▶ **PROBLEM TO SOLVE**
Wherever the string "motors" appears in the records, return the line that holds it.

==========

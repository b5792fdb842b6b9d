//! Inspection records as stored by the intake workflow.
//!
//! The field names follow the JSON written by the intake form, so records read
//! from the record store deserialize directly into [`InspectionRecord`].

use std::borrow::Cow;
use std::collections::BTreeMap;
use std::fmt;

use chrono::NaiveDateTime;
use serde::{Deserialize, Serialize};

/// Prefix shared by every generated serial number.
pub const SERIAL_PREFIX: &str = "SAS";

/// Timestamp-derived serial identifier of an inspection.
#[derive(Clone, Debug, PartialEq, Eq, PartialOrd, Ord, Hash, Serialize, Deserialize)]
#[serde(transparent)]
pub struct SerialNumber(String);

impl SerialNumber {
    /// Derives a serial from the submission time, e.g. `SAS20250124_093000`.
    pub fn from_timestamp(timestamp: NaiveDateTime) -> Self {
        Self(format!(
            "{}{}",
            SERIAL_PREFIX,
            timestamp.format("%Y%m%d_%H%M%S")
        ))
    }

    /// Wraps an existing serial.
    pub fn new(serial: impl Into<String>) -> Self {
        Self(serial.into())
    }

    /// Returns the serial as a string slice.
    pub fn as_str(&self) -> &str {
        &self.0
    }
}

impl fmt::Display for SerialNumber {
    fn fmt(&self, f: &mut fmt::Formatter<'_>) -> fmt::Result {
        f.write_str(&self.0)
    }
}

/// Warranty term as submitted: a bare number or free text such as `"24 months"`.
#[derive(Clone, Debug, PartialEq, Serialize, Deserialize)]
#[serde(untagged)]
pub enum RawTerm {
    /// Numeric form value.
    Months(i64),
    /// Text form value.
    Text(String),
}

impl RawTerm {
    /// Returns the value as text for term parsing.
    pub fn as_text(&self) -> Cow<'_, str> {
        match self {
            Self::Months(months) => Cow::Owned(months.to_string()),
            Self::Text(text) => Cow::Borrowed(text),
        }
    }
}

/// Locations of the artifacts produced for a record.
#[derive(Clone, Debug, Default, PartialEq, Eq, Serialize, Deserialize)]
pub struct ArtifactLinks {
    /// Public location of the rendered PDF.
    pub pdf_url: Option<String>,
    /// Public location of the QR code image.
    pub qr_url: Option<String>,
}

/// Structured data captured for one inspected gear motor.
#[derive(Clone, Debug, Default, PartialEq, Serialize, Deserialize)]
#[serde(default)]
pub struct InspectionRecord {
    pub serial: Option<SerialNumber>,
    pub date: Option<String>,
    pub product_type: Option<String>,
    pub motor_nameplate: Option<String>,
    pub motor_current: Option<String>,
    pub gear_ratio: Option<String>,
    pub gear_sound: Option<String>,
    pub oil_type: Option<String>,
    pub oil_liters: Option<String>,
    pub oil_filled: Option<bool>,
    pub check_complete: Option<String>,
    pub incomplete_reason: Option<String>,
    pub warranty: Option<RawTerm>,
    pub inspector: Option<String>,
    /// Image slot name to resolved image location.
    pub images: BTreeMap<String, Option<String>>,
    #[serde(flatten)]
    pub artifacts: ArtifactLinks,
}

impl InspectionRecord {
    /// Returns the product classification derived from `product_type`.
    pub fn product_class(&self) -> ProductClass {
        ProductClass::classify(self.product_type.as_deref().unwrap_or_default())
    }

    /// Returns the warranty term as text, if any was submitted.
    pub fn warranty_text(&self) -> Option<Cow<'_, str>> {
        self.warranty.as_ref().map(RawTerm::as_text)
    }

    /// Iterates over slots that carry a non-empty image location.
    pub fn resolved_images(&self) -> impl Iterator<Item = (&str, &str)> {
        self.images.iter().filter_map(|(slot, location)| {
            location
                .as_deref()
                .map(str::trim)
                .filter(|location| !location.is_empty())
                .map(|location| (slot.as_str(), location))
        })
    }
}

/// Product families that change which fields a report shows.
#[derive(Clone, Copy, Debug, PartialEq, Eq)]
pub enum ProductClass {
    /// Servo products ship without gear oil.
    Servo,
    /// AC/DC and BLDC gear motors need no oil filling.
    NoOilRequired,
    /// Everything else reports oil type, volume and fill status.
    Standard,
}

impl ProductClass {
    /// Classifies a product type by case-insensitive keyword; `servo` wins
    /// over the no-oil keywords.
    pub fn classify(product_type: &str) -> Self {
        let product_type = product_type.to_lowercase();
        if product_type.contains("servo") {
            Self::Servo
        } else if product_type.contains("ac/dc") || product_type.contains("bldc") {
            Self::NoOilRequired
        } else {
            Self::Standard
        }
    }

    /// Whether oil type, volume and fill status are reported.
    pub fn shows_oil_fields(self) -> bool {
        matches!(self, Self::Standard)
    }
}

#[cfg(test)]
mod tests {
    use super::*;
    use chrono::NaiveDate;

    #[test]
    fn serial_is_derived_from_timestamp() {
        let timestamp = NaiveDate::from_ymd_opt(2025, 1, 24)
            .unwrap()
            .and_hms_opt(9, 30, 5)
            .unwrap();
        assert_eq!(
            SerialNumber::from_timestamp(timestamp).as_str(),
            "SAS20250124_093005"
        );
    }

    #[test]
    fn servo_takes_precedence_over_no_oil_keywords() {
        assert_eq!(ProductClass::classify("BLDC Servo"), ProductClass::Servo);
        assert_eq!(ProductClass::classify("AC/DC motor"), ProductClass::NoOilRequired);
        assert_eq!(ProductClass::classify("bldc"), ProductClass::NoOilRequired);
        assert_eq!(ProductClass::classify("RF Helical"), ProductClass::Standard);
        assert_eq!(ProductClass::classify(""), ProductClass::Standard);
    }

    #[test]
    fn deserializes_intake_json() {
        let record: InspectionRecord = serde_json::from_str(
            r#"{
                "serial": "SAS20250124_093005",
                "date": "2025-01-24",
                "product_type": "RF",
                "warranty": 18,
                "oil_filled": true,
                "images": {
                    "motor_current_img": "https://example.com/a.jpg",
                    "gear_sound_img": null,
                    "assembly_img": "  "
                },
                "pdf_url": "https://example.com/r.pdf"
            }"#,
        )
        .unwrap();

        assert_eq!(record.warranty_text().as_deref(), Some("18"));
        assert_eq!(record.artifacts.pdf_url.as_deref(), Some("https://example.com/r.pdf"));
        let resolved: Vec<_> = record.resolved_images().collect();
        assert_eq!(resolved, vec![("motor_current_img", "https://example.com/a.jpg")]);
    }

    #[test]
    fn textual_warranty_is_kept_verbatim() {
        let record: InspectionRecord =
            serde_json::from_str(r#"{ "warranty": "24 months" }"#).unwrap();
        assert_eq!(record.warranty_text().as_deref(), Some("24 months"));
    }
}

==========

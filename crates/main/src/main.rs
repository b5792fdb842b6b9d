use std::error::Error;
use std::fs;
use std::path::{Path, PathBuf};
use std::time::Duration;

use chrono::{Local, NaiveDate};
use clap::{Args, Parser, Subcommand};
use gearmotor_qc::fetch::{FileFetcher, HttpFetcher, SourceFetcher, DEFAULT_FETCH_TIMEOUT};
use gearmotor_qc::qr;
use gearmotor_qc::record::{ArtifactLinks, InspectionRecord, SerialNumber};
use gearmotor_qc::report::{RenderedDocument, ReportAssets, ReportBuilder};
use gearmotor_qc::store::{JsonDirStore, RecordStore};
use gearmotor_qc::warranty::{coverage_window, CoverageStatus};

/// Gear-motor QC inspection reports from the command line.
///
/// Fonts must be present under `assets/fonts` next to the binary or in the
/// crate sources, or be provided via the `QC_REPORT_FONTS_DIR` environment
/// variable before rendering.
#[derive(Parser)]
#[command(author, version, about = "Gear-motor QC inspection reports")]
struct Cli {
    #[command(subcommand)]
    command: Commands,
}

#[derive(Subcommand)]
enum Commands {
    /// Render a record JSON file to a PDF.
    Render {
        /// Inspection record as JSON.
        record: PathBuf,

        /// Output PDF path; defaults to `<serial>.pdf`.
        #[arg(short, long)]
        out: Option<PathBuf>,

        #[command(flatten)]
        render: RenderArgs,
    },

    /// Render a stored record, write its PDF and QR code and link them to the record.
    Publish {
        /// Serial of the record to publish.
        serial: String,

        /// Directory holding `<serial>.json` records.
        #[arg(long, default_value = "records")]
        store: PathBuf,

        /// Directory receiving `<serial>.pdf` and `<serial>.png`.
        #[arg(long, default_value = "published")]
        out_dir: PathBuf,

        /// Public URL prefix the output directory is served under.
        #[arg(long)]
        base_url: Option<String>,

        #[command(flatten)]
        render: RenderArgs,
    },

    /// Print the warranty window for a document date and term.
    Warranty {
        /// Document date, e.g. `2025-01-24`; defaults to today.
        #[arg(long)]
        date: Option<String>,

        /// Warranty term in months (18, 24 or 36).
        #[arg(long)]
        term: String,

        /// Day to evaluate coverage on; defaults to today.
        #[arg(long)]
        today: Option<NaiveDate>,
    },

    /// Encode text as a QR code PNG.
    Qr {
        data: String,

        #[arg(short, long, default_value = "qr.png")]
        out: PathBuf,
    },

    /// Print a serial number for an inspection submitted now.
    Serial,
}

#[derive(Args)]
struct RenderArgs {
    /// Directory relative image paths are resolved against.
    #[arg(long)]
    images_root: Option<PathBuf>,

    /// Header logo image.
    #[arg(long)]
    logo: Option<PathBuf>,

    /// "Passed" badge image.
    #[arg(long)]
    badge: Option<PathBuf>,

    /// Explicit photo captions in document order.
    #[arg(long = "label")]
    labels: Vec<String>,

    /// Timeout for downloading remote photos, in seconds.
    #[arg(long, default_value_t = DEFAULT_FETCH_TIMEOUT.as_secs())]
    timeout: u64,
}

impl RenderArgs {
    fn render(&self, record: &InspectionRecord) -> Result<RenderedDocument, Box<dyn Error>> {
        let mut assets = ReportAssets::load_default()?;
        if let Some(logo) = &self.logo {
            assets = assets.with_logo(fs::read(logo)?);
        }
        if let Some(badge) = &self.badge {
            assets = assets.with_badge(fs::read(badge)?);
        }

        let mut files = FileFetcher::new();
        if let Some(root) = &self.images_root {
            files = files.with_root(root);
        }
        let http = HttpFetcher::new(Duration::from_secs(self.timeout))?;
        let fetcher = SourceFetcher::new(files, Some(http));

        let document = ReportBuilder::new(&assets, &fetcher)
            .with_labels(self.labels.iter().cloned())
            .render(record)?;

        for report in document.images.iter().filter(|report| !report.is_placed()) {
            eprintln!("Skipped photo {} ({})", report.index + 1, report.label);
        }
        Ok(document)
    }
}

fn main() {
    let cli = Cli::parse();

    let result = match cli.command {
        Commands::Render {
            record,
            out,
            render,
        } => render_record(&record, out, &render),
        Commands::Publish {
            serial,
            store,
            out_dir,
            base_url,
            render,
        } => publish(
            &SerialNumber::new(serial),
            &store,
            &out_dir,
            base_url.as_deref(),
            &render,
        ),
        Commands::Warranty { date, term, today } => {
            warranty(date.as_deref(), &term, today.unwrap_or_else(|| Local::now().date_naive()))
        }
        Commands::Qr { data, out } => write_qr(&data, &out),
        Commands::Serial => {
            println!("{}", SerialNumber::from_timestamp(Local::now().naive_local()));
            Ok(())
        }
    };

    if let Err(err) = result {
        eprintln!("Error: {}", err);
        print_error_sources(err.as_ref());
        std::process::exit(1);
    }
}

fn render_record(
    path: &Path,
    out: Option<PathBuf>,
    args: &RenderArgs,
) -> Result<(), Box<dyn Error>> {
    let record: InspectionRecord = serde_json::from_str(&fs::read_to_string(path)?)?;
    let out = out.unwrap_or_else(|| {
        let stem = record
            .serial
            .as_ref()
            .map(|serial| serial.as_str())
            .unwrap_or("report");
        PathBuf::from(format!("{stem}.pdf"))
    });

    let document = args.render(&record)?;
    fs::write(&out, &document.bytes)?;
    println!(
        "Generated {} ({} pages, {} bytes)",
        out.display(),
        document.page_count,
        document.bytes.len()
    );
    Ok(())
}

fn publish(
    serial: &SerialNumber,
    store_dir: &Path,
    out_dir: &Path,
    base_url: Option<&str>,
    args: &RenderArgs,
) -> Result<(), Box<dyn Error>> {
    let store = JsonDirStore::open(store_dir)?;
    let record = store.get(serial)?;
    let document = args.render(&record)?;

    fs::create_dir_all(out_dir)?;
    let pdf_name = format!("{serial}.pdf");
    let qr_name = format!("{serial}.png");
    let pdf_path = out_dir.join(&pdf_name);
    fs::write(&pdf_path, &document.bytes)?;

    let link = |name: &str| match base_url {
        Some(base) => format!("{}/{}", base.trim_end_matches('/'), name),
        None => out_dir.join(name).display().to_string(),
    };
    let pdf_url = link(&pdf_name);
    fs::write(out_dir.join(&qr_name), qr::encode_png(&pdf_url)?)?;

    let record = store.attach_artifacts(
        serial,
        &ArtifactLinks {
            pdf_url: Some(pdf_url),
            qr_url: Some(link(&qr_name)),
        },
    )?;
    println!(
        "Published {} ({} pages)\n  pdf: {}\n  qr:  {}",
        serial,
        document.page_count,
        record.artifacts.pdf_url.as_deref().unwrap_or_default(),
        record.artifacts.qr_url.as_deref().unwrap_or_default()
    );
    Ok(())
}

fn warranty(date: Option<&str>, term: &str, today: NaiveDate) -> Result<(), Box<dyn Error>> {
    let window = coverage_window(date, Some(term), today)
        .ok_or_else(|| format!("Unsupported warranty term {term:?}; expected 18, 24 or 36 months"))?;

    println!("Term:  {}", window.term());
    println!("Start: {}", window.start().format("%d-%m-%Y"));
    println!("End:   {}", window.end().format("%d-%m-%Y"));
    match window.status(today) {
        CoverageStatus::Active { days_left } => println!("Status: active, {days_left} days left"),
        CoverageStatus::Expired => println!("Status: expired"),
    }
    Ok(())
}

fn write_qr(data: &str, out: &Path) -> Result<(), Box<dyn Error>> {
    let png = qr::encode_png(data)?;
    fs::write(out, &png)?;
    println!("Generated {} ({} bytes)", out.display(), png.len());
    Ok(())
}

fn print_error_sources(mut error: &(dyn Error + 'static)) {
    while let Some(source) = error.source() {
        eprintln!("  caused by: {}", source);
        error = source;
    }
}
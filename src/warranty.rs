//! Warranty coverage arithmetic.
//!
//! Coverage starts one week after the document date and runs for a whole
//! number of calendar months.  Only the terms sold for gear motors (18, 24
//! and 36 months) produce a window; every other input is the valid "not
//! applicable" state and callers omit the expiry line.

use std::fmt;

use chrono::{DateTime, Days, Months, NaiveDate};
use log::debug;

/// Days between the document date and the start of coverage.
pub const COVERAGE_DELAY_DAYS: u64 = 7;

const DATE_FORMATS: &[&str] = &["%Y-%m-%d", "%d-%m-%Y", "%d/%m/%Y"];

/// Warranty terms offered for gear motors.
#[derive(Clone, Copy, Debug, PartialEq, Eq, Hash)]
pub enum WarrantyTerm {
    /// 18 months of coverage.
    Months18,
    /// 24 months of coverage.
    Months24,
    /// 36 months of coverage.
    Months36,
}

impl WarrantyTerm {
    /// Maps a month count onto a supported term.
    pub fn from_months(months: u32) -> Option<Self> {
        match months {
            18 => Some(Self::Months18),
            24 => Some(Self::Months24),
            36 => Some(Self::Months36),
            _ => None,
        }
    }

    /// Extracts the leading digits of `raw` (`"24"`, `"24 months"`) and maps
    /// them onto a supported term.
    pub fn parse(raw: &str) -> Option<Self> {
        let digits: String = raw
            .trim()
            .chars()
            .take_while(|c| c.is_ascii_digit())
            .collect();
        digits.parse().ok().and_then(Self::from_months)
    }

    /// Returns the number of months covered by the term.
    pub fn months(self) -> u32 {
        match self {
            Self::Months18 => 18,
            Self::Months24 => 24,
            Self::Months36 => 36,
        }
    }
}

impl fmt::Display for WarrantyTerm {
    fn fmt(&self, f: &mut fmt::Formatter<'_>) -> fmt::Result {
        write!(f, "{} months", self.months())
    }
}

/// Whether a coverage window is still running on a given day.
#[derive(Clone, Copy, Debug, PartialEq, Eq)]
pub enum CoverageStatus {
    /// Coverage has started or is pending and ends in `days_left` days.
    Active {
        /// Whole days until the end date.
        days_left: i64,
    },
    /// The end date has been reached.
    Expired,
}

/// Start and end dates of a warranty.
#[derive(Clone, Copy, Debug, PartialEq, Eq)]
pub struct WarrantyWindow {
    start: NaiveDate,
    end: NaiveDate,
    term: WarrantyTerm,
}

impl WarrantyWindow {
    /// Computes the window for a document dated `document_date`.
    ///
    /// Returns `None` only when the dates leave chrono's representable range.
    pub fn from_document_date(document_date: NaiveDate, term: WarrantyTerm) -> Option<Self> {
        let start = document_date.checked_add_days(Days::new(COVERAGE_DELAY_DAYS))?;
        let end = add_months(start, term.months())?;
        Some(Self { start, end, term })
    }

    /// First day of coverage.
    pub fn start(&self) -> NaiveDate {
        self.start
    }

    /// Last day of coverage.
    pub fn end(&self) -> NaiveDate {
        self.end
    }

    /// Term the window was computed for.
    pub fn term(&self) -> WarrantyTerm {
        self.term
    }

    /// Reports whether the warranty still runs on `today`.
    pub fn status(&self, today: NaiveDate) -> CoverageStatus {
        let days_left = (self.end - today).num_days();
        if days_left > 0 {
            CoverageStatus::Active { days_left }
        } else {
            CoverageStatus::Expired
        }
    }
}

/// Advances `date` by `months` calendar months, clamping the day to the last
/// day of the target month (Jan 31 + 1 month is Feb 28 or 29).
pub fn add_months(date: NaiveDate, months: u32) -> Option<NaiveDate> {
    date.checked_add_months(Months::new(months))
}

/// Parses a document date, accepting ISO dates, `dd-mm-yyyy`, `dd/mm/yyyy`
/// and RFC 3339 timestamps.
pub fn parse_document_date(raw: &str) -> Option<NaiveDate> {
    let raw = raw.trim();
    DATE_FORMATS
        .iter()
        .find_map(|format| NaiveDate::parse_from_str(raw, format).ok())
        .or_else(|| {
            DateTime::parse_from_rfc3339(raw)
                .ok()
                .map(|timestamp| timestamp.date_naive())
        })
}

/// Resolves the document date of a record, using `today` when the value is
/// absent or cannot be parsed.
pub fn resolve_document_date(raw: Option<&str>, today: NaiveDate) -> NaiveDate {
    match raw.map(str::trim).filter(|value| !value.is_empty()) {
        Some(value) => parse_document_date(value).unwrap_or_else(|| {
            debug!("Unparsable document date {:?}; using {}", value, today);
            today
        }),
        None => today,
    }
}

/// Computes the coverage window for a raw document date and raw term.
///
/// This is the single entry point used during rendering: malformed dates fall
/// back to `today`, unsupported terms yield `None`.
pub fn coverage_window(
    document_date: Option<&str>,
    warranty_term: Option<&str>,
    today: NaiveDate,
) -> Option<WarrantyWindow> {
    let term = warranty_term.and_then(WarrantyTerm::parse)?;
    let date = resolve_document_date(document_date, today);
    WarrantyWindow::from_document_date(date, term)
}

==========

▶ **ANSWER TO THIS EXERCISE**
    /// AC/DC and BLDC gear motors need no oil filling.
//! number of calendar months.  Only the terms sold for gear motors (18, 24
/// Warranty terms offered for gear motors.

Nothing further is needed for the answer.